ACTIVITY:
Report how many lines below contain the word "available", giving the number and no other words.

STUDY MATERIAL:
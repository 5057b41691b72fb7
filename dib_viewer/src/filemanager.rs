use std::path::PathBuf;

use eframe::egui::ColorImage;
use lib_dib::constants::{FILE_EXT, FORMAT_NAME};
use lib_dib::{export_surface_to_file, Resource, Surface};
use log::{error, info};

use crate::error::ViewerError;

/// Loads an embedded bitmap through the general-purpose image loader,
/// converting it straight to the display format.
pub fn load_device_bitmap(resource: &Resource) -> Result<ColorImage, ViewerError> {
    if resource.bytes.is_empty() {
        error!("Bitmap resource {} is empty", resource.name);
        return Err(ViewerError::ResourceLoadFailure {
            name: resource.name,
            source: None,
        });
    }

    let image = image::load_from_memory(resource.bytes)
        .map_err(|e| {
            error!("Error loading bitmap resource {}: {}", resource.name, e);
            ViewerError::ResourceLoadFailure {
                name: resource.name,
                source: Some(e),
            }
        })?
        .to_rgba8();
    let size = [image.width() as usize, image.height() as usize];
    info!("Loaded device bitmap {} ({}x{})", resource.name, size[0], size[1]);

    Ok(ColorImage::from_rgba_unmultiplied(size, image.as_raw()))
}

pub fn pick_save_path() -> Result<PathBuf, ViewerError> {
    rfd::FileDialog::new()
        .add_filter(FORMAT_NAME, &[FILE_EXT])
        .set_file_name(format!("bitmap.{}", FILE_EXT))
        .save_file()
        .ok_or(ViewerError::DialogCanceled)
}

pub fn save_bitmap(surface: &Surface) -> Result<PathBuf, ViewerError> {
    let path = pick_save_path()?;
    export_surface_to_file(surface, &path)?;
    info!("File saved successfully to {}", path.display());
    Ok(path)
}
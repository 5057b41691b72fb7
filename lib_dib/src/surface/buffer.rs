use log::error;

use super::SurfaceError;

/// Zero-initialised pixel storage owned by a single surface.
#[derive(Debug, Clone, PartialEq, Eq)]
pub struct PixelBuffer {
    bytes: Vec<u8>,
}

impl PixelBuffer {
    /// Allocates `size` zeroed bytes, reporting allocation failure instead
    /// of aborting.
    pub fn zeroed(size: usize) -> Result<Self, SurfaceError> {
        let mut bytes = Vec::new();
        bytes.try_reserve_exact(size).map_err(|_| {
            error!("Error allocating {} bytes for surface pixels", size);
            SurfaceError::OutOfMemory { bytes: size }
        })?;
        bytes.resize(size, 0);
        Ok(Self { bytes })
    }

    pub(crate) fn from_vec(bytes: Vec<u8>) -> Self {
        Self { bytes }
    }

    pub fn len(&self) -> usize {
        self.bytes.len()
    }

    pub fn is_empty(&self) -> bool {
        self.bytes.is_empty()
    }

    pub fn as_bytes(&self) -> &[u8] {
        &self.bytes
    }

    pub fn as_bytes_mut(&mut self) -> &mut [u8] {
        &mut self.bytes
    }

    pub fn fill(&mut self, value: u8) {
        self.bytes.fill(value);
    }

    pub(crate) fn read_u16(&self, offset: usize) -> u16 {
        u16::from_le_bytes([self.bytes[offset], self.bytes[offset + 1]])
    }

    pub(crate) fn write_u16(&mut self, offset: usize, value: u16) {
        self.bytes[offset..offset + 2].copy_from_slice(&value.to_le_bytes());
    }

    pub(crate) fn read_u32(&self, offset: usize) -> u32 {
        u32::from_le_bytes([
            self.bytes[offset],
            self.bytes[offset + 1],
            self.bytes[offset + 2],
            self.bytes[offset + 3],
        ])
    }

    pub(crate) fn write_u32(&mut self, offset: usize, value: u32) {
        self.bytes[offset..offset + 4].copy_from_slice(&value.to_le_bytes());
    }
}
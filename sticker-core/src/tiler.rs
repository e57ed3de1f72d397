//! Grid tiling of fixed-size labels onto pages.
//!
//! The grid is pure floor division of the page by the label size;
//! leftover space stays at the right and bottom edges. Origins are
//! in PDF points with a bottom-left page origin, so row 0 sits at the
//! top of the page.

use std::iter::FusedIterator;

use crate::error::ConfigurationError;
use crate::spec::{LabelSpec, PageSpec};

/// Tolerance for sizes that divide the page exactly but suffer from
/// float representation (e.g. 21.0 / 7.0).
const DIVISION_EPSILON: f64 = 1e-9;

/// Where one label lands on the sheet.
#[derive(Debug, Clone, Copy, PartialEq)]
pub struct GridPosition {
    pub page_index: usize,
    pub column: u32,
    pub row: u32,
    /// Left edge of the label cell in points.
    pub x_origin: f64,
    /// Bottom edge of the label cell in points.
    pub y_origin: f64,
}

/// Column/row layout of one page.
#[derive(Debug, Clone, Copy, PartialEq)]
pub struct Grid {
    columns: u32,
    rows: u32,
    label_width_pt: f64,
    label_height_pt: f64,
    page_height_pt: f64,
}

impl Grid {
    /// Compute the grid for `label` on `page`. Fails when not even one
    /// label fits.
    pub fn new(label: &LabelSpec, page: &PageSpec) -> Result<Self, ConfigurationError> {
        label.validate()?;
        page.validate()?;
        let columns = fit_count(page.width_cm, label.width_cm);
        let rows = fit_count(page.height_cm, label.height_cm);
        if columns == 0 || rows == 0 {
            return Err(ConfigurationError::LabelLargerThanPage {
                label_width: label.width_cm,
                label_height: label.height_cm,
                page_width: page.width_cm,
                page_height: page.height_cm,
                columns,
                rows,
            });
        }
        Ok(Grid {
            columns,
            rows,
            label_width_pt: label.width_pt(),
            label_height_pt: label.height_pt(),
            page_height_pt: page.height_pt(),
        })
    }

    pub fn columns(&self) -> u32 {
        self.columns
    }

    pub fn rows(&self) -> u32 {
        self.rows
    }

    /// Labels per page.
    pub fn cells(&self) -> usize {
        self.columns as usize * self.rows as usize
    }

    /// Pages needed for `n` labels; a partial last page counts.
    pub fn page_count(&self, n: usize) -> usize {
        n.div_ceil(self.cells())
    }

    /// Position of the label with the given index.
    pub fn position(&self, index: usize) -> GridPosition {
        let columns = self.columns as usize;
        let column = (index % columns) as u32;
        let row = ((index / columns) % self.rows as usize) as u32;
        GridPosition {
            page_index: index / self.cells(),
            column,
            row,
            x_origin: column as f64 * self.label_width_pt,
            y_origin: self.page_height_pt - (row as f64 + 1.0) * self.label_height_pt,
        }
    }

    /// Lazy sequence of the first `n` positions. A clone taken before
    /// iterating replays the same sequence.
    pub fn positions(&self, n: usize) -> Positions {
        Positions {
            grid: *self,
            next: 0,
            end: n,
        }
    }
}

/// Convenience wrapper: compute the grid and the first `n` positions.
pub fn positions(
    n: usize,
    label: &LabelSpec,
    page: &PageSpec,
) -> Result<Positions, ConfigurationError> {
    Ok(Grid::new(label, page)?.positions(n))
}

fn fit_count(available: f64, size: f64) -> u32 {
    (available / size + DIVISION_EPSILON).floor() as u32
}

/// Iterator over grid positions in label order.
#[derive(Debug, Clone)]
pub struct Positions {
    grid: Grid,
    next: usize,
    end: usize,
}

impl Iterator for Positions {
    type Item = GridPosition;

    fn next(&mut self) -> Option<GridPosition> {
        if self.next >= self.end {
            return None;
        }
        let pos = self.grid.position(self.next);
        self.next += 1;
        Some(pos)
    }

    fn size_hint(&self) -> (usize, Option<usize>) {
        let remaining = self.end - self.next;
        (remaining, Some(remaining))
    }
}

impl ExactSizeIterator for Positions {}

impl FusedIterator for Positions {}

RESPONSE AREA:
2